We note that there is non-negligible observational uncertainty, as evidenced by the difference between the two satellite-derived products. The models generally agree across generations within the large uncertainty given by the intermodel spread, with the newest generation having the smallest spread. The model values generally agree with the observational estimates below ∼ 500 K (∼ 40 hPa), although there is evidence that their mixing is too weak in the lower stratosphere (below 450–500 K, depending on the observational dataset considered). Between 500–550 K the models overestimate mixing, but note that above this level, the well-mixed assumption invoked by the mixing strength theory in breaks down and observed estimates for mixing efficiency are negative: these points have been removed. The models' mixing efficiency remains positive throughout the range of isentropes presented in Fig. , suggesting that the models remain well mixed through a deeper depth of the stratosphere than the observations. To summarize, while there is overall agreement in the lower stratosphere, with some suggestion of too weak horizontal mixing below ∼ 50 hPa, the observational uncertainty is too large to constrain the models. Finally, similar to Fig. , this could instead be reflecting too large vertical diffusion .

An additional metric for the horizontal mixing can be provided by the damping of the water vapor tape recorder signal, as this damping is due to mixing with extratropical air.
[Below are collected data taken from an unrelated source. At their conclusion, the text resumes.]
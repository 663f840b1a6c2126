//! Command adapters over [`Connection::exec`].
//!
//! Each adapter pairs one `PQsend*` entry point with the shared command
//! loop, mapping a refused send to its dedicated error code.

use std::ffi::CString;

use crate::collector::ResultCollector;
use crate::connection::Connection;
use crate::error::Error;
use crate::params::Params;

/// Run a plain SQL command via `PQsendQuery`.
///
/// # Errors
///
/// [`Error::SendQueryFailed`] when libpq refuses the command, otherwise the
/// command loop's aggregated error.
pub async fn query<C>(conn: &mut Connection, sql: &str, collector: &mut C) -> Result<(), Error>
where
    C: ResultCollector + ?Sized,
{
    let command = command_cstring(sql, Error::SendQueryFailed)?;
    conn.exec(
        |pq| {
            if pq.send_query(&command) {
                Ok(())
            } else {
                Err(Error::SendQueryFailed(pq.error_message()))
            }
        },
        collector,
    )
    .await
}

/// Run a parameterized command via `PQsendQueryParams`.
///
/// With `text_format` set, results arrive in text form; otherwise binary.
///
/// # Errors
///
/// [`Error::SendQueryParamsFailed`] when libpq refuses the command,
/// otherwise the command loop's aggregated error.
pub async fn query_params<P, C>(
    conn: &mut Connection,
    sql: &str,
    params: &P,
    text_format: bool,
    collector: &mut C,
) -> Result<(), Error>
where
    P: Params + Sync + ?Sized,
    C: ResultCollector + ?Sized,
{
    let command = command_cstring(sql, Error::SendQueryParamsFailed)?;
    conn.exec(
        |pq| {
            if pq.send_query_params(&command, params, text_format) {
                Ok(())
            } else {
                Err(Error::SendQueryParamsFailed(pq.error_message()))
            }
        },
        collector,
    )
    .await
}

/// Prepare a named statement via `PQsendPrepare`. Only the parameter type
/// OIDs of `params` are used at prepare time.
///
/// # Errors
///
/// [`Error::SendPrepareFailed`] when libpq refuses the request, otherwise
/// the command loop's aggregated error.
pub async fn prepare<P, C>(
    conn: &mut Connection,
    name: &str,
    sql: &str,
    params: &P,
    collector: &mut C,
) -> Result<(), Error>
where
    P: Params + Sync + ?Sized,
    C: ResultCollector + ?Sized,
{
    let name = command_cstring(name, Error::SendPrepareFailed)?;
    let command = command_cstring(sql, Error::SendPrepareFailed)?;
    conn.exec(
        |pq| {
            if pq.send_prepare(&name, &command, params) {
                Ok(())
            } else {
                Err(Error::SendPrepareFailed(pq.error_message()))
            }
        },
        collector,
    )
    .await
}

/// Execute a previously prepared statement via `PQsendQueryPrepared`.
///
/// # Errors
///
/// [`Error::SendQueryPreparedFailed`] when libpq refuses the command,
/// otherwise the command loop's aggregated error.
pub async fn query_prepared<P, C>(
    conn: &mut Connection,
    name: &str,
    params: &P,
    text_format: bool,
    collector: &mut C,
) -> Result<(), Error>
where
    P: Params + Sync + ?Sized,
    C: ResultCollector + ?Sized,
{
    let name = command_cstring(name, Error::SendQueryPreparedFailed)?;
    conn.exec(
        |pq| {
            if pq.send_query_prepared(&name, params, text_format) {
                Ok(())
            } else {
                Err(Error::SendQueryPreparedFailed(pq.error_message()))
            }
        },
        collector,
    )
    .await
}

fn command_cstring(text: &str, code: fn(String) -> Error) -> Result<CString, Error> {
    CString::new(text).map_err(|_| code("command text contains a NUL byte".into()))
}
//! Reactor registration for libpq's socket.
//!
//! libpq owns its descriptor and will close it in `PQfinish`, so the reactor
//! never gets that descriptor directly. Instead the descriptor is
//! duplicated; the duplicate refers to the same kernel socket, delivers the
//! same readiness, and can be closed without touching libpq's copy. The
//! duplicate is only ever used for readiness waits, never for reads or
//! writes; all I/O stays inside libpq.

use std::io;
use std::os::unix::io::{FromRawFd, OwnedFd, RawFd};

use tokio::io::unix::AsyncFd;
use tokio::io::Interest;

/// A duplicated server socket registered with the tokio reactor.
pub(crate) struct ReactorSocket {
    fd: AsyncFd<OwnedFd>,
}

impl ReactorSocket {
    /// Duplicate `raw` and register the duplicate for readiness events.
    pub(crate) fn duplicate(raw: RawFd) -> io::Result<ReactorSocket> {
        let duplicated = unsafe { libc::dup(raw) };
        if duplicated < 0 {
            return Err(io::Error::last_os_error());
        }
        let owned = unsafe { OwnedFd::from_raw_fd(duplicated) };

        set_nonblocking(duplicated)?;
        unsafe { libc::fcntl(duplicated, libc::F_SETFD, libc::FD_CLOEXEC) };

        let fd = AsyncFd::with_interest(owned, Interest::READABLE | Interest::WRITABLE)?;
        Ok(ReactorSocket { fd })
    }

    /// Wait until the socket is read-ready.
    pub(crate) async fn wait_read(&self) -> io::Result<()> {
        let mut guard = self.fd.readable().await?;
        // libpq performs the actual read; clear the cached readiness so the
        // next wait polls the kernel again.
        guard.clear_ready();
        Ok(())
    }

    /// Wait until the socket is write-ready.
    pub(crate) async fn wait_write(&self) -> io::Result<()> {
        let mut guard = self.fd.writable().await?;
        guard.clear_ready();
        Ok(())
    }
}

impl std::fmt::Debug for ReactorSocket {
    fn fmt(&self, f: &mut std::fmt::Formatter<'_>) -> std::fmt::Result {
        f.debug_struct("ReactorSocket").field("fd", &self.fd).finish()
    }
}

fn set_nonblocking(fd: RawFd) -> io::Result<()> {
    let flags = unsafe { libc::fcntl(fd, libc::F_GETFL) };
    if flags < 0 {
        return Err(io::Error::last_os_error());
    }
    if unsafe { libc::fcntl(fd, libc::F_SETFL, flags | libc::O_NONBLOCK) } < 0 {
        return Err(io::Error::last_os_error());
    }
    Ok(())
}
Figure f shows the peak-to-peak amplitude of the tape recorder signal as a function of height. There is a substantial spread in the damping of the tape recorder across models, which is reduced in the newer generation. Overall, it appears that most models in CCMI-2022 damp the signal too slowly with altitude around 5 km above the tropopause (∼ 50 hPa), which implies that they tend to underestimate the mixing with the extratropics. However, this result is inconsistent with the N2O analyses, which show too smooth tropics-extratropics transitions and too strong vertical gradients in the tropics, both compatible with strong mixing. The weak tape recorder damping could also be caused by an excessive vertical diffusion in the models extending the anomalies upward; another possibility could be too fast methane oxidation in that region.
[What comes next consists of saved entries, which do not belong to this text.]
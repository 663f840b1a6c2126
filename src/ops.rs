//! Composable asynchronous operations.
//!
//! An [`Operation`] is a reusable unit of work against one connection: the
//! pools run them, and the combinators chain them. Chaining comes in three
//! flavors, available both as named methods on [`OperationExt`] and as
//! operator sugar on [`Composed`] wrappers:
//!
//! | Form | Meaning |
//! |---|---|
//! | `a.then(b)`, `compose(a) + b` | run `b` regardless of `a`'s outcome |
//! | `a.or_else(b)`, `compose(a) \| b` | run `b` only when `a` failed |
//! | `a.and_then(b)`, `compose(a) & b` | run `b` only when `a` succeeded |
//!
//! Rust's operator precedence groups `+` before `&` before `|`, so
//! `compose(a) | compose(b) & c` retries with `b & c` as a unit; parentheses
//! override as usual. [`checked`] builds the reconnect-and-retry wrapper the
//! reconnection pool applies to every submission.

use std::collections::BTreeMap;
use std::ops::{Add, BitAnd, BitOr};
use std::sync::Arc;

use async_trait::async_trait;
use tracing::trace;

use crate::collector::IgnoreResult;
use crate::connection::Connection;
use crate::error::Error;
use crate::params::Params;
use crate::pq::ConnStatus;
use crate::query;

/// A unit of asynchronous work against one connection.
///
/// Implementations take `&self` so a single operation value can be retried
/// and shared (`Arc<dyn Operation>` is itself an operation).
#[async_trait]
pub trait Operation: Send + Sync {
    /// Run the operation to completion on `conn`.
    async fn run(&self, conn: &mut Connection) -> Result<(), Error>;
}

#[async_trait]
impl<T: Operation + ?Sized> Operation for Arc<T> {
    async fn run(&self, conn: &mut Connection) -> Result<(), Error> {
        self.as_ref().run(conn).await
    }
}

/// Marker wrapper that opts an operation into the `+`, `|`, `&` sugar.
pub struct Composed<T>(T);

/// Wrap an operation for use with the combinator operators.
pub fn compose<T: Operation>(op: T) -> Composed<T> {
    Composed(op)
}

impl<T> Composed<T> {
    /// Unwrap the underlying operation.
    pub fn into_inner(self) -> T {
        self.0
    }
}

#[async_trait]
impl<T: Operation> Operation for Composed<T> {
    async fn run(&self, conn: &mut Connection) -> Result<(), Error> {
        self.0.run(conn).await
    }
}

impl<A: Operation, B: Operation> Add<B> for Composed<A> {
    type Output = Composed<Seq<A, B>>;

    fn add(self, rhs: B) -> Self::Output {
        Composed(self.0.then(rhs))
    }
}

impl<A: Operation, B: Operation> BitOr<B> for Composed<A> {
    type Output = Composed<OrElse<A, B>>;

    fn bitor(self, rhs: B) -> Self::Output {
        Composed(self.0.or_else(rhs))
    }
}

impl<A: Operation, B: Operation> BitAnd<B> for Composed<A> {
    type Output = Composed<AndThen<A, B>>;

    fn bitand(self, rhs: B) -> Self::Output {
        Composed(self.0.and_then(rhs))
    }
}

/// Named combinator constructors, implemented for every operation.
pub trait OperationExt: Operation + Sized {
    /// Run `self`, then `next`, regardless of the first outcome.
    fn then<B: Operation>(self, next: B) -> Seq<Self, B> {
        Seq { first: self, second: next }
    }

    /// Run `fallback` only when `self` fails.
    fn or_else<B: Operation>(self, fallback: B) -> OrElse<Self, B> {
        OrElse { first: self, fallback }
    }

    /// Run `next` only when `self` succeeds.
    fn and_then<B: Operation>(self, next: B) -> AndThen<Self, B> {
        AndThen { first: self, second: next }
    }
}

impl<T: Operation + Sized> OperationExt for T {}

/// Unconditional sequence; completes with the second operation's outcome.
pub struct Seq<A, B> {
    first: A,
    second: B,
}

#[async_trait]
impl<A: Operation, B: Operation> Operation for Seq<A, B> {
    async fn run(&self, conn: &mut Connection) -> Result<(), Error> {
        if let Err(err) = self.first.run(conn).await {
            trace!(error = %err, "sequence head failed, continuing");
        }
        self.second.run(conn).await
    }
}

/// Fallback chain; the second operation runs only after a failure.
pub struct OrElse<A, B> {
    first: A,
    fallback: B,
}

#[async_trait]
impl<A: Operation, B: Operation> Operation for OrElse<A, B> {
    async fn run(&self, conn: &mut Connection) -> Result<(), Error> {
        match self.first.run(conn).await {
            Ok(()) => Ok(()),
            Err(err) => {
                trace!(error = %err, "falling back");
                self.fallback.run(conn).await
            }
        }
    }
}

/// Happy-path chain; the second operation runs only after success.
pub struct AndThen<A, B> {
    first: A,
    second: B,
}

#[async_trait]
impl<A: Operation, B: Operation> Operation for AndThen<A, B> {
    async fn run(&self, conn: &mut Connection) -> Result<(), Error> {
        self.first.run(conn).await?;
        self.second.run(conn).await
    }
}

/// Reconnect-and-retry wrapper built by [`checked`].
pub struct Checked<T> {
    op: T,
    connect: Arc<dyn Operation>,
}

/// Wrap `op` so that, when it fails on a connection whose status is no
/// longer OK, `connect` re-establishes the session and `op` is retried
/// exactly once. A reconnect failure surfaces the reconnect's error.
pub fn checked<T: Operation>(op: T, connect: Arc<dyn Operation>) -> Checked<T> {
    Checked { op, connect }
}

#[async_trait]
impl<T: Operation> Operation for Checked<T> {
    async fn run(&self, conn: &mut Connection) -> Result<(), Error> {
        let err = match self.op.run(conn).await {
            Ok(()) => return Ok(()),
            Err(err) => err,
        };
        if conn.status() == ConnStatus::Ok {
            return Err(err);
        }

        trace!(error = %err, "connection broken, reconnecting before retry");
        self.connect.run(conn).await?;
        self.op.run(conn).await
    }
}

/// Operation that (re)establishes a session from a conninfo string.
pub struct ConnectOp {
    conninfo: String,
}

/// Build a connect operation from a URI or keyword/value conninfo string.
pub fn connect_op(conninfo: impl Into<String>) -> ConnectOp {
    ConnectOp { conninfo: conninfo.into() }
}

#[async_trait]
impl Operation for ConnectOp {
    async fn run(&self, conn: &mut Connection) -> Result<(), Error> {
        conn.connect(&self.conninfo).await
    }
}

/// Operation that (re)establishes a session from keyword/value pairs.
pub struct ConnectParamsOp {
    params: BTreeMap<String, String>,
    expand_dbname: bool,
}

/// Build a connect operation from a keyword/value map.
pub fn connect_params_op(
    params: BTreeMap<String, String>,
    expand_dbname: bool,
) -> ConnectParamsOp {
    ConnectParamsOp { params, expand_dbname }
}

#[async_trait]
impl Operation for ConnectParamsOp {
    async fn run(&self, conn: &mut Connection) -> Result<(), Error> {
        conn.connect_params(
            self.params.iter().map(|(k, v)| (k.as_str(), v.as_str())),
            self.expand_dbname,
        )
        .await
    }
}

/// Operation that runs one plain SQL command, discarding row data.
pub struct QueryOp {
    sql: String,
}

/// Build an operation that runs `sql` with the [`IgnoreResult`] collector.
pub fn query_op(sql: impl Into<String>) -> QueryOp {
    QueryOp { sql: sql.into() }
}

#[async_trait]
impl Operation for QueryOp {
    async fn run(&self, conn: &mut Connection) -> Result<(), Error> {
        query::query(conn, &self.sql, &mut IgnoreResult).await
    }
}

/// Operation that runs one parameterized command, discarding row data.
pub struct QueryParamsOp<P> {
    sql: String,
    params: P,
    text_format: bool,
}

/// Build a parameterized-query operation. The carrier must be owning
/// (`P: Params + Send + Sync`); clone a borrowing view with
/// [`Params::to_cloned`] first.
pub fn query_params_op<P>(sql: impl Into<String>, params: P, text_format: bool) -> QueryParamsOp<P>
where
    P: Params + Send + Sync,
{
    QueryParamsOp { sql: sql.into(), params, text_format }
}

#[async_trait]
impl<P: Params + Send + Sync> Operation for QueryParamsOp<P> {
    async fn run(&self, conn: &mut Connection) -> Result<(), Error> {
        query::query_params(conn, &self.sql, &self.params, self.text_format, &mut IgnoreResult)
            .await
    }
}

#[cfg(test)]
mod tests {
    use super::*;
    use std::sync::Mutex;

    struct Probe {
        label: &'static str,
        log: Arc<Mutex<Vec<&'static str>>>,
        fail: bool,
    }

    impl Probe {
        fn ok(label: &'static str, log: &Arc<Mutex<Vec<&'static str>>>) -> Probe {
            Probe { label, log: log.clone(), fail: false }
        }

        fn failing(label: &'static str, log: &Arc<Mutex<Vec<&'static str>>>) -> Probe {
            Probe { label, log: log.clone(), fail: true }
        }
    }

    #[async_trait]
    impl Operation for Probe {
        async fn run(&self, _conn: &mut Connection) -> Result<(), Error> {
            self.log.lock().unwrap().push(self.label);
            if self.fail {
                Err(Error::SendQueryFailed(format!("{} failed", self.label)))
            } else {
                Ok(())
            }
        }
    }

    fn log() -> Arc<Mutex<Vec<&'static str>>> {
        Arc::new(Mutex::new(Vec::new()))
    }

    #[tokio::test]
    async fn seq_runs_both_and_reports_the_second_outcome() {
        let log = log();
        let op = Probe::failing("a", &log).then(Probe::ok("b", &log));
        let mut conn = Connection::new();

        assert!(op.run(&mut conn).await.is_ok());
        assert_eq!(*log.lock().unwrap(), ["a", "b"]);
    }

    #[tokio::test]
    async fn and_then_stops_on_failure() {
        let log = log();
        let op = Probe::failing("a", &log).and_then(Probe::ok("b", &log));
        let mut conn = Connection::new();

        let result = op.run(&mut conn).await;
        assert!(matches!(result, Err(Error::SendQueryFailed(_))));
        assert_eq!(*log.lock().unwrap(), ["a"]);
    }

    #[tokio::test]
    async fn or_else_runs_fallback_only_on_failure() {
        let log = log();
        let op = Probe::ok("a", &log).or_else(Probe::ok("b", &log));
        let mut conn = Connection::new();
        assert!(op.run(&mut conn).await.is_ok());
        assert_eq!(*log.lock().unwrap(), ["a"]);

        let log2 = log.clone();
        log.lock().unwrap().clear();
        let op = Probe::failing("a", &log2).or_else(Probe::ok("b", &log2));
        assert!(op.run(&mut conn).await.is_ok());
        assert_eq!(*log.lock().unwrap(), ["a", "b"]);
    }

    #[tokio::test]
    async fn operators_group_like_arithmetic() {
        // a | (b & c): after a fails, the fallback is the b-then-c chain.
        let log = log();
        let op = compose(Probe::failing("a", &log))
            | compose(Probe::ok("b", &log)) & Probe::ok("c", &log);
        let mut conn = Connection::new();

        assert!(op.run(&mut conn).await.is_ok());
        assert_eq!(*log.lock().unwrap(), ["a", "b", "c"]);
    }

    #[tokio::test]
    async fn plus_chains_unconditionally() {
        let log = log();
        let op = compose(Probe::failing("a", &log)) + Probe::failing("b", &log);
        let mut conn = Connection::new();

        let result = op.run(&mut conn).await;
        assert!(matches!(result, Err(Error::SendQueryFailed(message)) if message.contains('b')));
        assert_eq!(*log.lock().unwrap(), ["a", "b"]);
    }

    #[tokio::test]
    async fn checked_reconnects_and_retries_once() {
        // A fresh connection has Bad status, so a failure triggers the
        // reconnect-then-retry path.
        let log = log();
        let connect: Arc<dyn Operation> = Arc::new(Probe::ok("connect", &log));
        let op = checked(Probe::failing("op", &log), connect);
        let mut conn = Connection::new();

        let result = op.run(&mut conn).await;
        assert!(matches!(result, Err(Error::SendQueryFailed(_))));
        assert_eq!(*log.lock().unwrap(), ["op", "connect", "op"]);
    }

    #[tokio::test]
    async fn checked_surfaces_the_reconnect_error() {
        let log = log();
        let connect: Arc<dyn Operation> =
            Arc::new(FailWith(Error::ConnFailed("no route".into())));
        let op = checked(Probe::failing("op", &log), connect);
        let mut conn = Connection::new();

        let result = op.run(&mut conn).await;
        assert!(matches!(result, Err(Error::ConnFailed(_))));
        assert_eq!(*log.lock().unwrap(), ["op"]);
    }

    #[tokio::test]
    async fn checked_passes_success_through() {
        let log = log();
        let connect: Arc<dyn Operation> = Arc::new(Probe::ok("connect", &log));
        let op = checked(Probe::ok("op", &log), connect);
        let mut conn = Connection::new();

        assert!(op.run(&mut conn).await.is_ok());
        assert_eq!(*log.lock().unwrap(), ["op"]);
    }

    struct FailWith(Error);

    #[async_trait]
    impl Operation for FailWith {
        async fn run(&self, _conn: &mut Connection) -> Result<(), Error> {
            Err(match &self.0 {
                Error::ConnFailed(message) => Error::ConnFailed(message.clone()),
                _ => Error::NotConnected,
            })
        }
    }
}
In summary, different metrics of mixing do not provide a consistent picture of mixing biases in models. While there is some evidence from the tape recorder and the vertical age gradient metrics of an underestimation of mixing between the tropics and extratropics in the lower stratosphere in CCMs, which is broadly consistent with the low mixing efficiency associated with the young bias in mean age of air (Fig. ), the N2O structure suggests an overestimation of mixing. These discrepancies could be reflecting other effects such as excessive vertical diffusion or methane oxidatoin in the models, or could be due to limitations in the tracer representation from satellite observations.

We now turn to the polar regions, which feature a distinct transport regime characterized by the isolation from the middle latitudes by the polar night jet and the polar downwelling of the deep branch of the mean meridional overturning circulation. Figure  shows the annual cycle of total polar downwelling mass flux in the two hemispheres at 30 hPa, computed from the maximum of the streamfunction for the NH and the minimum for the SH.

The most outstanding feature is that in the SH, the models have too weak downwelling compared to reanalyses, especially in spring (September–October). In December, the bias is reversed, and all models overestimate downwelling, which is at its minimum in the reanalyses. This behavior in December could reflect the delayed breakdown of the polar vortex that will be discussed below. The NH downwelling shows better agreement and a smaller inter-model spread, with a slight underestimation of the maximum downwelling in December–January, especially compared to ERA5. These results are consistent across model generations.

Polar downwelling is responsible for the downward transport of air masses and tracers in the polar stratosphere. In particular, for a tropospheric-origin long-lived tracer such as N2O, polar downwelling reduces its concentrations in the lower stratosphere . Consistently, the N2O tendencies are negative in the extended winter, reflecting the influence of polar downwelling. Figure a–b shows the seasonal cycle of N2O monthly tendencies in both hemispheres in the model results and satellite observations from MIPAS and MLS. In the SH, both observational datasets show a pronounced minimum in September-October, which is not captured by the models. This missing negative tendency is most likely related to the weak downwelling in these months found in Fig. . In the NH, the winter negative tendencies peak in December and are generally better captured by the models compared to the SH.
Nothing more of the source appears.